また長丁場なので天候の急変の可能性も高い上に、朝昼晩で気温や路面温度も変わります。雨ではワイパーを動かしタイヤ交換も必要。タイヤもメカも温度で特性が変わるし、夜は昼間の様に100%全開では突っ込めない。
そんな難しい暗闇の中でもブレーキディスクを真っ赤に光らせ、眩しいヘッドライトのモンスターマシン達が凄まじい速度で走っていく
危険と隣り合わせだが、どこか幻想的な特別な世界に魅力を感じます。
(走り屋出身の土屋圭市選手が夜のル・マンで異常に速いという伝説も・・)

デイトナはクローズドサーキットでのレースのため照明でかなりコースが明るい

・魅力その3 異種カテゴリー混走
一般的に性格上耐久レースでは様々な性能の異なるカテゴリーのマシンが同時に疾走することが多く走行台数も多い
これは非常にエキサイティングな先の読めないシーンを作り出します。
24時間もあると全カテゴリーがコース上をバラバラに思い思いのペースで走ることになるので、上位カテゴリーマシンは下位カテゴリーを常に抜いて行かねばならない
速い車からすると動く障害物がランダムに現れるので常に気が抜けない。
時にはこの状況を利用したオーバーテイクやブロックのようなテクニックも求められる。
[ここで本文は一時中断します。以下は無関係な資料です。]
//! Get, set, delete and has over a document, addressed by path strings.
//!
//! Every lookup tries compound keys first: with path `a.b.c`, a key literally
//! named `"a.b.c"` wins over `"a.b"` followed by `"c"`, which wins over
//! `"a"`, `"b"`, `"c"`. Once a compound key matches, the walk commits to it.
//!
//! Missing data is never an error. `get` returns `None`, `has` returns
//! `false`, `delete` returns `false`.

use super::ast::{PathExpression, Step};
use super::parser::PathSyntax;
use crate::document::node::{parse_index, Document};
use crate::error::{Error, Result};
use tracing::debug;

/// What `set` hands back after writing.
#[derive(Debug, Clone, PartialEq, Eq, Default)]
pub enum SetReturn {
    /// The value just written.
    #[default]
    Child,
    /// The whole document.
    Root,
    /// Whatever another path resolves to after the write.
    Path(String),
}

impl SetReturn {
    /// Parses `child`, `root`, or any other string as a path.
    pub fn from_name(name: &str) -> Self {
        match name {
            "child" => SetReturn::Child,
            "root" => SetReturn::Root,
            other => SetReturn::Path(other.to_string()),
        }
    }
}

/// Reads the value at `path`.
///
/// # Example
///
/// ```
/// use nestpath::document::codec::parse_json;
/// use nestpath::path::accessor::get;
///
/// let doc = parse_json(r#"{"a.b": 1, "a": {"b": 2}}"#).unwrap();
/// assert_eq!(get(&doc, "a.b").and_then(|v| v.as_i64()), Some(1));
/// ```
pub fn get<'a>(doc: &'a Document, path: &str) -> Option<&'a Document> {
    get_with(doc, path, &PathSyntax::default())
}

pub fn get_with<'a>(doc: &'a Document, path: &str, syntax: &PathSyntax) -> Option<&'a Document> {
    let expr = PathExpression::parse_with(path, syntax);
    get_expr(doc, &expr, syntax)
}

/// Reads the value at an already parsed path.
pub fn get_expr<'a>(doc: &'a Document, expr: &PathExpression, syntax: &PathSyntax) -> Option<&'a Document> {
    let steps = expr.resolve(doc, syntax);
    let keys = keys_of(&steps)?;
    get_at(doc, &keys, syntax.joiner())
}

fn get_at<'a>(node: &'a Document, keys: &[String], joiner: &str) -> Option<&'a Document> {
    for end in (1..=keys.len()).rev() {
        let candidate = keys[..end].join(joiner);
        if let Some(child) = node.child(&candidate) {
            if end > 1 {
                debug!(key = %candidate, "matched compound key");
            }
            if end == keys.len() {
                return Some(child);
            }
            return get_at(child, &keys[end..], joiner);
        }
    }
    None
}

/// True when `path` exists, even if it holds null.
///
/// An empty path on an empty document is vacuously present.
pub fn has(doc: &Document, path: &str) -> bool {
    has_with(doc, path, &PathSyntax::default())
}

pub fn has_with(doc: &Document, path: &str, syntax: &PathSyntax) -> bool {
    if path.is_empty() && doc.is_empty() {
        return true;
    }
    get_with(doc, path, syntax).is_some()
}

/// Writes `value` at `path` and returns the value just written.
///
/// Missing intermediate keys become maps. Writing a map over a map merges
/// the fields; any other overwrite of a map key removes the old entry first,
/// so the key moves to the end of its map.
pub fn set<'a>(doc: &'a mut Document, path: &str, value: Document) -> Result<&'a Document> {
    let syntax = PathSyntax::default();
    let written = set_with(doc, path, value, &SetReturn::Child, &syntax)?;
    written.ok_or_else(|| Error::InvalidPath(path.to_string()))
}

/// Writes `value` at `path`, returning what `mode` asks for.
///
/// `SetReturn::Path` yields `None` when the secondary path does not resolve.
pub fn set_with<'a>(
    doc: &'a mut Document,
    path: &str,
    value: Document,
    mode: &SetReturn,
    syntax: &PathSyntax,
) -> Result<Option<&'a Document>> {
    let expr = PathExpression::parse_with(path, syntax);
    let steps = expr.resolve(doc, syntax);
    let joiner = syntax.joiner();

    match mode {
        SetReturn::Child => {
            let written = write_at(doc, &steps, value, joiner)?;
            Ok(Some(&*written))
        }
        SetReturn::Root => {
            write_at(doc, &steps, value, joiner)?;
            Ok(Some(&*doc))
        }
        SetReturn::Path(other) => {
            write_at(doc, &steps, value, joiner)?;
            Ok(get_with(doc, other, syntax))
        }
    }
}

fn write_at<'a>(node: &'a mut Document, steps: &[Step], value: Document, joiner: &str) -> Result<&'a mut Document> {
    if node.is_null() {
        *node = empty_container_for(steps);
    }
    if !node.is_container() {
        return Err(Error::type_mismatch("container", node.kind_name()));
    }

    let (consumed, key) = choose_write_key(node, steps, joiner);
    if consumed == steps.len() {
        return write_leaf(node, &key, value);
    }

    let rest = &steps[consumed..];
    if !node.contains_key(&key) {
        debug!(key = %key, "creating intermediate container");
        write_leaf(node, &key, empty_container_for(rest))?;
    }
    match node.child_mut(&key) {
        Some(child) => write_at(child, rest, value, joiner),
        None => Err(Error::InvalidPath(key)),
    }
}

/// Picks the key to write or descend into, and how many steps it covers.
fn choose_write_key(node: &Document, steps: &[Step], joiner: &str) -> (usize, String) {
    let literal: Vec<&str> = steps.iter().map_while(Step::as_key).collect();
    if literal.is_empty() {
        return (1, node.next_index().to_string());
    }

    for end in (2..=literal.len()).rev() {
        let candidate = literal[..end].join(joiner);
        match node.child(&candidate) {
            Some(_) if end == steps.len() => return (end, candidate),
            Some(child) if child.is_container() => {
                debug!(key = %candidate, "writing through compound key");
                return (end, candidate);
            }
            _ => {}
        }
    }
    (1, literal[0].to_string())
}

/// An append step asks for a sequence; everything else gets a map.
fn empty_container_for(steps: &[Step]) -> Document {
    match steps.first() {
        Some(Step::Append) => Document::sequence(),
        _ => Document::map(),
    }
}

fn write_leaf<'a>(node: &'a mut Document, key: &str, value: Document) -> Result<&'a mut Document> {
    match node {
        Document::Map(map) => {
            if let Some(index) = map.get_index_of(key) {
                if absorbs(&map[index], &value) {
                    let slot = &mut map[index];
                    absorb(slot, value);
                    return Ok(slot);
                }
            }
            map.shift_remove(key);
            let (index, _) = map.insert_full(key.to_string(), value);
            Ok(&mut map[index])
        }
        Document::Sequence(items) => {
            let index = parse_index(key).ok_or_else(|| Error::type_mismatch("map", "sequence"))?;
            if index < items.len() {
                let slot = &mut items[index];
                if absorbs(slot, &value) {
                    absorb(slot, value);
                } else {
                    *slot = value;
                }
                Ok(slot)
            } else if index == items.len() {
                items.push(value);
                Ok(&mut items[index])
            } else {
                Err(Error::InvalidPath(format!(
                    "index {} is past the end of a sequence of length {}",
                    index,
                    items.len()
                )))
            }
        }
        other => Err(Error::type_mismatch("container", other.kind_name())),
    }
}

/// True when writing `value` over `existing` should merge instead of replace:
/// a map over a map, or an index-keyed map over a sequence.
fn absorbs(existing: &Document, value: &Document) -> bool {
    match (existing, value) {
        (Document::Map(_), Document::Map(_)) => true,
        (Document::Sequence(items), Document::Map(fields)) => {
            let mut len = items.len();
            for key in fields.keys() {
                match parse_index(key) {
                    Some(i) if i < len => {}
                    Some(i) if i == len => len += 1,
                    _ => return false,
                }
            }
            true
        }
        _ => false,
    }
}

fn absorb(existing: &mut Document, value: Document) {
    let Document::Map(fields) = value else {
        *existing = value;
        return;
    };
    match existing {
        Document::Map(map) => {
            for (key, field) in fields {
                map.insert(key, field);
            }
        }
        Document::Sequence(items) => {
            for (key, field) in fields {
                match parse_index(&key) {
                    Some(i) if i < items.len() => items[i] = field,
                    _ => items.push(field),
                }
            }
        }
        _ => *existing = Document::Map(fields),
    }
}

/// Removes the value at `path`. Returns true when something was removed.
///
/// An exact key equal to the whole remaining path is removed directly. A
/// null placeholder found on the way down is dropped, but the delete still
/// reports false.
pub fn delete(doc: &mut Document, path: &str) -> bool {
    delete_with(doc, path, &PathSyntax::default())
}

pub fn delete_with(doc: &mut Document, path: &str, syntax: &PathSyntax) -> bool {
    let expr = PathExpression::parse_with(path, syntax);
    let steps = expr.resolve(doc, syntax);
    match keys_of(&steps) {
        Some(keys) => delete_at(doc, &keys, syntax.joiner()),
        None => false,
    }
}

fn delete_at(node: &mut Document, keys: &[String], joiner: &str) -> bool {
    let full = keys.join(joiner);
    if node.contains_key(&full) {
        return node.remove_child(&full).is_some();
    }

    for end in (1..keys.len()).rev() {
        let candidate = keys[..end].join(joiner);
        match node.child(&candidate) {
            Some(Document::Null) => {
                debug!(key = %candidate, "dropping null placeholder");
                node.remove_child(&candidate);
                return false;
            }
            Some(child) if child.is_container() => {
                return match node.child_mut(&candidate) {
                    Some(child) => delete_at(child, &keys[end..], joiner),
                    None => false,
                };
            }
            _ => {}
        }
    }
    false
}

/// Reads and removes the value at `path`.
pub fn extract(doc: &mut Document, path: &str) -> Option<Document> {
    extract_with(doc, path, &PathSyntax::default())
}

pub fn extract_with(doc: &mut Document, path: &str, syntax: &PathSyntax) -> Option<Document> {
    let value = get_with(doc, path, syntax)?.clone();
    delete_with(doc, path, syntax);
    Some(value)
}

/// Literal keys of a resolved path; `None` when it contains an append step.
fn keys_of(steps: &[Step]) -> Option<Vec<String>> {
    steps
        .iter()
        .map(|step| step.as_key().map(str::to_string))
        .collect()
}

#[cfg(test)]
mod tests {
    use super::*;
    use crate::document::codec::parse_json;

    fn doc(json: &str) -> Document {
        parse_json(json).unwrap()
    }

    #[test]
    fn test_compound_key_precedence() {
        assert_eq!(get(&doc(r#"{"a.b.c": 1}"#), "a.b.c"), Some(&Document::from(1)));
        assert_eq!(get(&doc(r#"{"a": {"b.c": 2}}"#), "a.b.c"), Some(&Document::from(2)));
        assert_eq!(
            get(&doc(r#"{"a": {"b": {"c": 3}}}"#), "a.b.c"),
            Some(&Document::from(3))
        );
        assert_eq!(
            get(&doc(r#"{"a.b": 1, "a": {"b": 2}}"#), "a.b"),
            Some(&Document::from(1))
        );
    }

    #[test]
    fn test_compound_match_commits() {
        // "a.b" matches first and has no "c", so the nested route is not tried
        let d = doc(r#"{"a.b": {}, "a": {"b": {"c": 1}}}"#);
        assert_eq!(get(&d, "a.b.c"), None);
    }

    #[test]
    fn test_write_leaf_on_sequence() {
        let mut d = doc("[1, 2]");
        assert!(write_leaf(&mut d, "2", Document::from(3)).is_ok());
        assert!(write_leaf(&mut d, "5", Document::from(3)).is_err());
        assert!(write_leaf(&mut d, "x", Document::from(3)).is_err());
        assert_eq!(d, doc("[1, 2, 3]"));
    }

    #[test]
    fn test_absorbs_index_map_over_sequence() {
        let seq = doc("[1, 2]");
        assert!(absorbs(&seq, &doc(r#"{"0": 9, "2": 3}"#)));
        assert!(!absorbs(&seq, &doc(r#"{"3": 3}"#)));
        assert!(!absorbs(&seq, &doc(r#"{"a": 3}"#)));
    }

    #[test]
    fn test_delete_drops_null_placeholder() {
        let mut d = doc(r#"{"a": null, "b": 1}"#);
        assert!(!delete(&mut d, "a.x"));
        assert_eq!(d, doc(r#"{"b": 1}"#));
    }

    #[test]
    fn test_set_return_from_name() {
        assert_eq!(SetReturn::from_name("child"), SetReturn::Child);
        assert_eq!(SetReturn::from_name("root"), SetReturn::Root);
        assert_eq!(SetReturn::from_name("a.b"), SetReturn::Path("a.b".to_string()));
    }
}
もちろん抜かれる側にも上手に抜かれるテクニックも必要。
同一カテゴリーのみだとレースが硬直化し単調となりやすいが、様々なマシンの混走では良くも悪くもアクシデントやドラマが起きやすい

普通のスポーツカーでは全く歯が立たない速さのGTレースカーですら、
レーシングプロトタイプはあっさり抜き去って行く。プロトタイプはバケモノか!?

魅力その4 チーム総力戦
スプリントレースでは故障や接触などのアクシデントが起きれば表彰台の可能性はかなり下がってしまう。
一方で最後まで誰に何が起きるかわからないのが耐久レース
(実際トヨタは最後の3分前でトップのマシンが止まる地獄を経験している)
だからこそ深刻なトラブルや安全に関わる問題でない限り、チームは何時間でも修理してコース復帰を目指す。仮に上位入賞が難しくとも次回に向けてのデータ収集も重要な仕事と言えます。
そのためメカニックは通常のピット作業の他に、『マシン修理』も求められる。そしてドライバーは複数名だが、チーム員は交代要員が多数いるわけではない。戦略を練る『監督』だって一人、不眠不休が求められる。自動車レースと聞くとマシンとドライバー次第と考えてしまいがち。しかしチームの存在がここまで直接にレース結果に関わるレースも他にはないと思います。
(大昔には一人で24時間走り続けた強者ドライバーはいるようですが・・・)

チーム・ドライバー・マシン全て揃い、息が合わねば耐久レースでの勝利は難しい

そもそも本来24時間全力で走り続ける事だけでも凄い事なので、耐久レースでは『完走』は、ある意味ファステストラップを出してもリタイアしてしまうマシンよりも名誉ある事かもしれません。

道半ばで諦めない、最後まで全力を尽くす。そして完走者全員を祝福する
そんな人間ドラマがギュッと詰まった魅力ある耐久レースが今後益々盛り上がる事を期待します!
最後までお読みいただきありがとうございました。